Aliança da Conceição de Araújo (born 1952) is an East Timorese politician, and party leader of the Partido Timorense Democrático (Timorese Democratic Party) (PTD).

Araújo's husband Augusto Pereira was a senior police officer in the Indonesian police in occupied East Timor, and also a member of the resistance. In 1992 she hid the FALINTIL leader Xanana Gusmão from the occupiers in a bunker beneath her house in Dili. When Gusmão was discovered and arrested on 20 November 1992, the entire Araujo family was sent to prison. Aliança was tortured. She took over the sole responsibility for hiding the resistance fighters and thus relieved her husband.
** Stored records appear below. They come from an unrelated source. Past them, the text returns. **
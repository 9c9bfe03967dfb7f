//! Client for the Sage backend HTTP API.
//!
//! | call | method |
//! |---|---|
//! | list sessions | `GET /api/sessions` |
//! | get session | `GET /api/sessions/{id}` |
//! | delete session | `DELETE /api/sessions/{id}` |
//! | new chat | `POST /api/new-chat` |
//! | send message | `POST /api/chat` |
//! | upload file | `POST /api/upload` |
//! | health | `GET /health` |

mod client;
mod error;
mod types;

pub use client::{DEFAULT_UPLOAD_PROMPT, SageClient};
pub use error::ApiError;
pub use types::{ChatReply, Health, Session, SessionList, StoredMessage};
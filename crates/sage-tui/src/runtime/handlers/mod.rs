//! Effect handlers for the TUI runtime.
//!
//! These functions perform the backend round-trips and file I/O. They do
//! NOT mutate state: each is a pure async function that returns the
//! `UiEvent` the runtime wraps in `TaskCompleted` and sends to the inbox.
//! Failures are logged here; the events only say that something failed.

pub mod chat;
pub mod files;
pub mod sessions;

pub use chat::*;
pub use files::*;
pub use sessions::*;
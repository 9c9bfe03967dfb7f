//! Full-screen terminal chat client for the Sage health assistant.

pub mod common;
pub mod effects;
pub mod events;
pub mod features;
pub mod overlays;
pub mod render;
pub mod runtime;
pub mod state;
pub mod terminal;
pub mod update;

use std::io::{IsTerminal, Write, stderr};

use anyhow::Result;
pub use features::{attachment, chrome, input, sessions, transcript};
pub use runtime::TuiRuntime;
use sage_core::config::Config;
use sage_core::prefs;

/// Runs the interactive chat until the user quits.
///
/// Must be called from inside a multi-thread tokio runtime: the event loop
/// blocks its thread while effect tasks run on the others.
///
/// # Errors
/// Returns an error if stderr is not a terminal, the configuration cannot
/// build an API client, or the terminal fails.
pub fn run_interactive_chat(config: &Config) -> Result<()> {
    if !stderr().is_terminal() {
        anyhow::bail!(
            "Chat mode requires a terminal.\n\
             Use `sage ask '...'` for non-interactive use."
        );
    }

    let theme = prefs::load_theme();
    tracing::info!(base_url = %config.effective_base_url(), ?theme, "starting chat");

    let mut runtime = TuiRuntime::new(config.clone(), theme)?;
    runtime.run()?;
    drop(runtime);

    writeln!(stderr(), "Goodbye!")?;
    Ok(())
}
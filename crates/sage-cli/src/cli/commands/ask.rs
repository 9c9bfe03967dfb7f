use anyhow::{Context, Result};
use sage_core::api::SageClient;
use sage_core::config::Config;
use sage_core::message::Sender;

use super::plain_text;

pub async fn run(client: &SageClient, config: &Config, message: &str) -> Result<()> {
    let message = message.trim();
    if message.is_empty() {
        anyhow::bail!("Message is empty");
    }
    let reply = client.send_chat(message).await.context("send message")?;
    tracing::info!(session_id = ?reply.session_id, "reply received");
    println!("{}", plain_text(config, Sender::Assistant, &reply.response));
    Ok(())
}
Araújo sat for the Partido Nasionalista Timorense (Timorese Nationalist Party) (PNT) in the National Consultative Council, during the United Nations Transitional Administration in East Timor, and in the National Parliament of East Timor between 2001 and 2007. Her brother Abílio de Araújo is the head of PNT, and Aliança was vice-president of the party. Abílio and another brother, Afonso Redentor Araújo, who was captured and executed by the Indonesians in 1979, were co-composers of Pátria, the national anthem of East Timor.

In 2008, Aliança de Araújo founded the PTD.